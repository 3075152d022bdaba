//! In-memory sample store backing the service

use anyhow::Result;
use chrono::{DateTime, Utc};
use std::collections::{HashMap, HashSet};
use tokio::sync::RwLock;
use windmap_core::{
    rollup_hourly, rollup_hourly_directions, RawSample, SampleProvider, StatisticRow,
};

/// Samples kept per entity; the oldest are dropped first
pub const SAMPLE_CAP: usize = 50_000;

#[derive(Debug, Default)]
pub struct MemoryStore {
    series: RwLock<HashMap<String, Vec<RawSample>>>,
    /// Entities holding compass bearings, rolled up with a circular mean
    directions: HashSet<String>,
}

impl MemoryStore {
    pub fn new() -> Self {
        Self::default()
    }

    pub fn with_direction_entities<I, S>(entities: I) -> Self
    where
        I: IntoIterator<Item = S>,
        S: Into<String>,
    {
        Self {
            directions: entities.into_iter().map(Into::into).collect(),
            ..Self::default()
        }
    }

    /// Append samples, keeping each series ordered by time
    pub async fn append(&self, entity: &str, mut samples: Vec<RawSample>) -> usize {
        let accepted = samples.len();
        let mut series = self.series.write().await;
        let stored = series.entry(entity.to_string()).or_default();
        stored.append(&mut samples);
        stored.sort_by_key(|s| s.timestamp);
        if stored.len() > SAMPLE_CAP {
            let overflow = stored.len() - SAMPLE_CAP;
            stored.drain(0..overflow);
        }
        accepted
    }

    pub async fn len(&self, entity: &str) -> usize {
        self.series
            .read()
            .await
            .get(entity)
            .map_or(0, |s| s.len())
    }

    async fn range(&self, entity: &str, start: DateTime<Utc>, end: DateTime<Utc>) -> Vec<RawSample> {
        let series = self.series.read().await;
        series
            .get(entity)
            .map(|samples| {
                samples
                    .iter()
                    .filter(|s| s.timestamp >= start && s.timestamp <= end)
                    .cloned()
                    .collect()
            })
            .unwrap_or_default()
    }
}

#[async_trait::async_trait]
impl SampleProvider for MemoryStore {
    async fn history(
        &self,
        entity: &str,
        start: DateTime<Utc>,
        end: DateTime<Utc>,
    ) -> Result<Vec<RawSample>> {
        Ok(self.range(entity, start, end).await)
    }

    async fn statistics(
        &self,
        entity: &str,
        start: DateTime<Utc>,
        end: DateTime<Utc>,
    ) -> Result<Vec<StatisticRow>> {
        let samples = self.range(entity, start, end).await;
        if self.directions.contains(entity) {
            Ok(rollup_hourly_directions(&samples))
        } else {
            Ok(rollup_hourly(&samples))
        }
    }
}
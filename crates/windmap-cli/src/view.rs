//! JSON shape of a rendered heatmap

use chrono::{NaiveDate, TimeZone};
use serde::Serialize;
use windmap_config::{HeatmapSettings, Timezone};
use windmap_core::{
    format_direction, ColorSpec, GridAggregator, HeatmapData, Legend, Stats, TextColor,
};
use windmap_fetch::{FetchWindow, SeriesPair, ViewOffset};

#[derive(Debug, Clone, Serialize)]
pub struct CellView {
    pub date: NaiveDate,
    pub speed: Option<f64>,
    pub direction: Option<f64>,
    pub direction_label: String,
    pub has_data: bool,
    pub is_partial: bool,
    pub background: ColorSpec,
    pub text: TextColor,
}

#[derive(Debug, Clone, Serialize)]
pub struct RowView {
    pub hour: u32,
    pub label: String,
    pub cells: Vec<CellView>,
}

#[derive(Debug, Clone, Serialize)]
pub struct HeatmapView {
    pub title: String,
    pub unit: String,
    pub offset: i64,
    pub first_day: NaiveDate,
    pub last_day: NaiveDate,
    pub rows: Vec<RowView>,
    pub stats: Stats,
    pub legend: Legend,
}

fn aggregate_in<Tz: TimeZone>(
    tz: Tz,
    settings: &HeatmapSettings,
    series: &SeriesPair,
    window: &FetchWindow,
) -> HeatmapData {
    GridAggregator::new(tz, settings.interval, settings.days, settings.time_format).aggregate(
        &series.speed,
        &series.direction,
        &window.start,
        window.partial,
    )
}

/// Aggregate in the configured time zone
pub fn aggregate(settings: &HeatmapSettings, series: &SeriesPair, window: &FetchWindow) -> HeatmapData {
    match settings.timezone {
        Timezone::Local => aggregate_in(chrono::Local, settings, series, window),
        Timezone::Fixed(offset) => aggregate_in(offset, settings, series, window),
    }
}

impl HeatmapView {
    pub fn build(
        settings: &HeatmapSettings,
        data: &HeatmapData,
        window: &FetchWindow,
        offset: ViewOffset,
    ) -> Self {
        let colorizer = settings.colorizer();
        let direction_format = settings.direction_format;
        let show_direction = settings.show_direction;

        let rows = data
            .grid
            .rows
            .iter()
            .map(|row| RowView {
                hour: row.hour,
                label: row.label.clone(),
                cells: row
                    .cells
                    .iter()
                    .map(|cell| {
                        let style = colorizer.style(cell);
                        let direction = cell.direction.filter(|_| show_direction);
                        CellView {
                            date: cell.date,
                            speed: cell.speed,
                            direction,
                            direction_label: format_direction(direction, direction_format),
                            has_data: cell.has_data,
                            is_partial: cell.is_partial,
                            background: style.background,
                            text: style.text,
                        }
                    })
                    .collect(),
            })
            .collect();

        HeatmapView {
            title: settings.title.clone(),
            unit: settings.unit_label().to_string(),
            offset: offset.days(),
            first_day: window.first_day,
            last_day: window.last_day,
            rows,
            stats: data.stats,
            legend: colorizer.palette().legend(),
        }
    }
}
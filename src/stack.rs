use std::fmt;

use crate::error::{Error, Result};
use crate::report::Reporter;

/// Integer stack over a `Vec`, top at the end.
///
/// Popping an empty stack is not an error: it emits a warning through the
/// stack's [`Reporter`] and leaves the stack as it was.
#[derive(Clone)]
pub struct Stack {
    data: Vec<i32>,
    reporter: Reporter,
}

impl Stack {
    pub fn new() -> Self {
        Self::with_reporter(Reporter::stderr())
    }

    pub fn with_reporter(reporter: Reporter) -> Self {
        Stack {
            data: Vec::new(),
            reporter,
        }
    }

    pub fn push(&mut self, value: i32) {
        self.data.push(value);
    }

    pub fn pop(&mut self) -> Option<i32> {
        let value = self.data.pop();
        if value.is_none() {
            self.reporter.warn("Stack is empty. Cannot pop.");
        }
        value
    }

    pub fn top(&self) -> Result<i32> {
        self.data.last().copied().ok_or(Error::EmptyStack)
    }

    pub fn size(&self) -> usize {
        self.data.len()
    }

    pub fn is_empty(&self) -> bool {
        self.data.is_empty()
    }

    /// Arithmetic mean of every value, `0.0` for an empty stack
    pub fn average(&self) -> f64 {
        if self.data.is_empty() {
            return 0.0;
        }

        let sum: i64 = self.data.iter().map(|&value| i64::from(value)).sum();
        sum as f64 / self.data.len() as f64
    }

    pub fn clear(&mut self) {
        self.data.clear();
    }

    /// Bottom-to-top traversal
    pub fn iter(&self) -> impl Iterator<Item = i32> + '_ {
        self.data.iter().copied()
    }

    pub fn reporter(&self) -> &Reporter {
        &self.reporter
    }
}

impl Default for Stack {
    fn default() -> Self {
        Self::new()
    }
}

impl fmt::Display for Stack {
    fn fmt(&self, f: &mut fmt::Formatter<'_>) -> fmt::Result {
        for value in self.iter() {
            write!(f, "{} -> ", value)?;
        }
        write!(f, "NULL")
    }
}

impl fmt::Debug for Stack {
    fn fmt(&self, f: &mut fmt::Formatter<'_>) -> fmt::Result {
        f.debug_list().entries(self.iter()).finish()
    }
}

» EXERCISE REQUIREMENTS:
Pull every line that holds the string "clear" out of the records.

» COMPLETED EXERCISE:
    pub fn clear(&mut self) {
        self.data.clear();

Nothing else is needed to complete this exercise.